Comment by sorenjan

7 hours ago

I don't find trimming videos with ffmpeg particularly difficult, is just-ss xx -to xx -c copy basically. Sure, you need to get those time stamps using a media player, but you probably already have one so that isn't really an issue.

What I've found to be trickier is dividing a video into multiple clips, where one clip can start at the end of another, but not necessarily.

I've been trying to cut precise clips from a long mp4 video over the past week or so and learned a lot. I started with ffmpeg on the command line but between getting accurate timestamps and keyframe/encoding issues it is not trivial. For my needs I want a very precise starting frame and best results came from first reencoding at much higher quality, then marking & batching with LossLessCut, then down coding my clips to desired quality. Even then there's still some manual review and touch-up. It's not crazy-hard, but by no means trivial or simple.

https://github.com/mifi/lossless-cut

There's nothing easy about it. Here's a taste.

  # make a 6 second long video that alternates from green to red every second.
  ffmpeg -f lavfi -i "color=red[a];color=green[b];[a][b]overlay='mod(floor(t)\,2)*w'" -t 6 master.mp4; # creates 150 frames @ 25fps.

  # try make a 1 second clip starting at 0sec. it should be all green.
  ffmpeg -ss 0 -i "master.mp4" -t 1 -c copy "clip1.mp4"; # exports 27 frames. you see some red.
  ffmpeg -ss 0 -t  1 -i "master.mp4" -c copy "clip2.mp4"; # exports 27 frames. you see some red.
  ffmpeg -ss 0 -to 1 -i "master.mp4" -c copy "clip3.mp4"; # exports 27 frames. you see some red.

  # -t and -to stop after the limit, so subtract a frame. but that leaves 26...
  # so perhaps offset the start time so that frame#0 is at 0.04 (ie, list starts at 1)?
  ffmpeg -itsoffset 0.04 -ss 0 -i "master.mp4" -t 0.96 -c copy "clip4.mp4"; # exports 25 frames, all green, time = 1.00. success.

  # try make another 1 second clip starting at 2sec. it should be all green.
  ffmpeg -itsoffset 0.04 -ss 2 -i "master.mp4" -t 0.96 -c copy "clip5.mp4"; # exports 75 frames, time = 1.08, and you see red-green-red.
  # maybe don't offset the start, and drop 2 at the end?
  ffmpeg -ss 2 -i "master.mp4" -t 0.92 -c copy "clip6.mp4"; # exports 75 frames, time = 1.08, and you see green-red.
  ffmpeg -ss 2 -t 0.92 -i "master.mp4" -c copy "clip7.mp4"; # exports 75 frames, time = 0.92, and you see green-red.
  
  # try something different...
  ffmpeg -ss 2 -i "master.mp4" -c copy -frames 25 "clip8.mp4"; # video is broken.
  ffmpeg -ss 2 -i "master.mp4" -c copy -frames 25 -avoid_negative_ts make_zero "clip9.mp4"; # exports 25 frames, all green, time = 1.00. success?
  # try export a red video the same way.
  ffmpeg -ss 3 -i "master.mp4" -c copy -frames 25 -avoid_negative_ts make_zero "clip10.mp4"; # oh no, it's all green!

I don't find Sharing files with people very difficult, just login to your FTP and give an account to another user. - Person commenting on OneDrive

  • Missed opportunity to reference the famous Dropbox hn comment.

    I just think there are other closely related use cases where a separate program can add more value, especially in the terminal.

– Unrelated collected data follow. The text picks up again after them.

//! Export pipeline: parse the dump, bucket by scope, join, write files

use std::path::Path;

use anyhow::{Context, Result};
use tsm4::{
    join_tables, write_table, AppDataParser, ExportFormat, ParseEvent, ScopeBuckets,
    DEFAULT_JOIN_COLUMN,
};

use crate::cli::Cli;

/// Derive the game-version tag from the dump path's ancestor directory:
/// `.../_retail_/Interface/AddOns/TradeSkillMaster_AppHelper/AppData.lua`
/// yields `retail`. Paths too shallow to carry one fall back to `unknown`.
fn version_tag(path: &Path) -> String {
    path.ancestors()
        .nth(4)
        .and_then(|dir| dir.file_name())
        .and_then(|name| name.to_str())
        .map(|name| name.trim_matches('_').to_string())
        .unwrap_or_else(|| "unknown".to_string())
}

pub fn run(cli: Cli) -> Result<()> {
    let version = version_tag(&cli.app_helper_path);
    let parser = AppDataParser::open(&cli.app_helper_path)
        .with_context(|| format!("failed to open {}", cli.app_helper_path.display()))?;

    let mut buckets = ScopeBuckets::new();
    for event in parser {
        match event? {
            ParseEvent::Table(table) => buckets.insert(table),
            ParseEvent::Skipped { line, preview } => {
                eprintln!("no match for line {line}: {preview}");
            }
        }
    }

    println!(
        "Found {} realms and {} regions",
        buckets.realm_count(),
        buckets.region_count()
    );

    let format = ExportFormat::from(cli.format);
    for (scope, tables) in buckets.into_buckets() {
        let joined = join_tables(tables, DEFAULT_JOIN_COLUMN)
            .with_context(|| format!("failed to join tables for {scope}"))?;
        let file_name = format!("{version}_{scope}.{}", format.extension());
        let path = cli.output_dir.join(file_name);
        let rows = write_table(&joined, &path, format)
            .with_context(|| format!("failed to write {}", path.display()))?;
        println!("Saved {} with {rows} rows", path.display());
    }

    Ok(())
}

#[cfg(test)]
mod tests {
    use std::fs;
    use std::path::PathBuf;

    use super::*;
    use crate::cli::FormatArg;

    #[test]
    fn test_version_tag_from_deep_path() {
        let path = Path::new(
            "World of Warcraft/_retail_/Interface/AddOns/TradeSkillMaster_AppHelper/AppData.lua",
        );
        assert_eq!(version_tag(path), "retail");
    }

    #[test]
    fn test_version_tag_without_underscores() {
        let path = Path::new("a/classic/Interface/AddOns/TradeSkillMaster_AppHelper/AppData.lua");
        assert_eq!(version_tag(path), "classic");
    }

    #[test]
    fn test_version_tag_fallback_for_shallow_paths() {
        assert_eq!(version_tag(Path::new("AppData.lua")), "unknown");
        assert_eq!(version_tag(Path::new("a/AppData.lua")), "unknown");
    }

    #[test]
    fn test_end_to_end_csv_export() {
        let dir = tempfile::tempdir().unwrap();
        let addon_dir = dir
            .path()
            .join("_retail_/Interface/AddOns/TradeSkillMaster_AppHelper");
        fs::create_dir_all(&addon_dir).unwrap();

        let dump = concat!(
            "select(2, ...).LoadData(\"APP_INFO\",\"Global\",[[return {version=1}]])\n",
            "select(2, ...).LoadData(\"AUCTIONDB_REGION_SALE\",\"US\",[[return {downloadTime=100,fields={\"itemString\",\"price\"},data={{1,a},{2,b}}}]])\n",
            "this line is garbage\n",
        );
        let dump_path = addon_dir.join("AppData.lua");
        fs::write(&dump_path, dump).unwrap();

        let output_dir = dir.path().join("out");
        run(Cli {
            format: FormatArg::Csv,
            app_helper_path: dump_path,
            output_dir: output_dir.clone(),
        })
        .unwrap();

        let content = fs::read_to_string(output_dir.join("retail_US.csv")).unwrap();
        assert_eq!(content, "itemString,price\n1,10\n2,11\n");
    }

    #[test]
    fn test_missing_dump_file_is_an_error() {
        let err = run(Cli {
            format: FormatArg::Csv,
            app_helper_path: PathBuf::from("/nonexistent/AppData.lua"),
            output_dir: PathBuf::from("."),
        })
        .unwrap_err();
        assert!(err.to_string().contains("failed to open"));
    }
}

I wouldn't suggest most people should use ffmpeg instead of a gui, those are too dissimilar. Another example is cutting out a part of a video, with ffmpeg you need to make two temporary videos and then concatenate them, that process would greatly benefit from a better ux.

    • Point of order: the Dropbox HN comment is famously misconstrued. People think it was about Dropbox; it was about the Dropbox YC application, and was both well-intentioned and constructive.

    • > with ffmpeg you need to make two temporary videos and then concatenate them

      It can be done in a single command, no temp files needed.

I used a plugin in mpv to do it but I can't find it anymore. You just pressed a key to mark the start and end. And with . and , you could do it at keyframe resolution not just seconds.